Она сопротивлялась. Билась, скандалила. Пыталась спастись то в хореографии Ролана Пети, то в свободном танце Мориса Бежара. Кидалась на защиту балетов, которые ей посвящал Родион Щедрин, как будто речь шла о детях, которых у них никогда не было. Эпопею с “Анной Карениной” я мог наблюдать в бинокль с четвертого яруса, история “Чайки” разворачивалась у меня на глазах.

В феврале 1981 года по распоряжению самого С. А. Лапина, всесильного председателя Гостелерадио, было принято решение сделать телевизионную версию нового балета и показать его в прайм-тайм, хотя, кажется, таких слов тогда не знали. Можно лишь догадываться, чего стоило М.М. выбить это разрешение. В ход пошло все: и имя Чехова, и авторитет Щедрина в качестве председателя Союза композиторов России, и ее собственная юбилейная дата. В результате к Большому театру подогнали автобус, напичканный аппаратурой, в зале расставили камеры, а в центре партера на три съемочных дня воцарилась серьезная дама по фамилии Мачерет. Мне ее представили как опытного режиссера. Хотя, кажется, достаточно было одного взгляда на ее крашенную хной шевелюру и скучное выражение лица, чтобы сразу догадаться: “Чайка” с этой дамой никуда не полетит.

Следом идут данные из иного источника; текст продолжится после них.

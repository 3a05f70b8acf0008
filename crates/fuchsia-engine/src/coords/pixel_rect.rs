/// Axis-aligned rectangle in physical pixels, as consumed by
/// `wgpu::RenderPass::set_viewport`.
#[derive(Debug, Copy, Clone, Default, Eq, PartialEq, Hash)]
pub struct PixelRect {
    pub x: u32,
    pub y: u32,
    pub width: u32,
    pub height: u32,
}

impl PixelRect {
    #[inline]
    pub const fn new(x: u32, y: u32, width: u32, height: u32) -> Self {
        Self { x, y, width, height }
    }

    /// Full-extent rect for a target of `size` physical pixels.
    #[inline]
    pub const fn from_size(size: (u32, u32)) -> Self {
        Self::new(0, 0, size.0, size.1)
    }

    #[inline]
    pub fn is_empty(self) -> bool {
        self.width == 0 || self.height == 0
    }
}
//! GPU device + surface management.
//!
//! This module is responsible for:
//! - selecting the platform rendering backend (GL over EGL or ANGLE)
//! - creating the wgpu Instance/Adapter/Device/Queue
//! - creating & configuring the Surface (swapchain)
//! - recording driver errors so render surfaces can check them explicitly

mod error;
mod frame;
mod gpu;
mod headless;
mod init;
mod surface;

pub use error::{GpuError, GpuErrorSink, SurfaceErrorAction};
pub use frame::GpuFrame;
pub use gpu::Gpu;
pub use headless::{HeadlessGpu, OffscreenTarget};
pub use init::{GpuInit, RenderingMode};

Но это было понятно мне, притаившемуся в десятом ряду, а вот что видела Плисецкая на сцене, недовольно жмурившая глаза от направленных на нее софитов, не знаю. Может, как всегда, понадеялась, что ее энергия и страсть пересилят любую серость и мрак? Что музыка “Чайки” заставит воспарить даже самых безнадежных? Что ее руки, ее божественные руки удержат хрупкий спектакль от бездны забвения, куда кануло уже столько ее гениальных балетов?

А может, как всегда, ей было просто некогда вглядываться в чьи-то физиономии, просчитывать чьи-то козни, ждать удара в спину. Уже много позднее я понял, что, несмотря на все разочарования и обиды, Майя была доверчивым и даже в чем-то очень наивным человеком. Пусть каждый занимается своим делом, рассудила она. Она не будет диктовать, давить, лезть, указывать, как надо. Ей бы сейчас Нину Заречную станцевать и не сбиться.

Осознание надвигающейся катастрофы пришло, когда она села у монитора, чтобы посмотреть отснятый материал. Я видел только ее спину. Вначале – как у первоклассницы в предвкушении первого сентября. Потом спина стала испуганно-недоуменной, словно ее окатили ледяной водой. Потом – гневной, готовой к немедленному резкому отпору. И наконец – сломленной, сдавшейся, несчастной.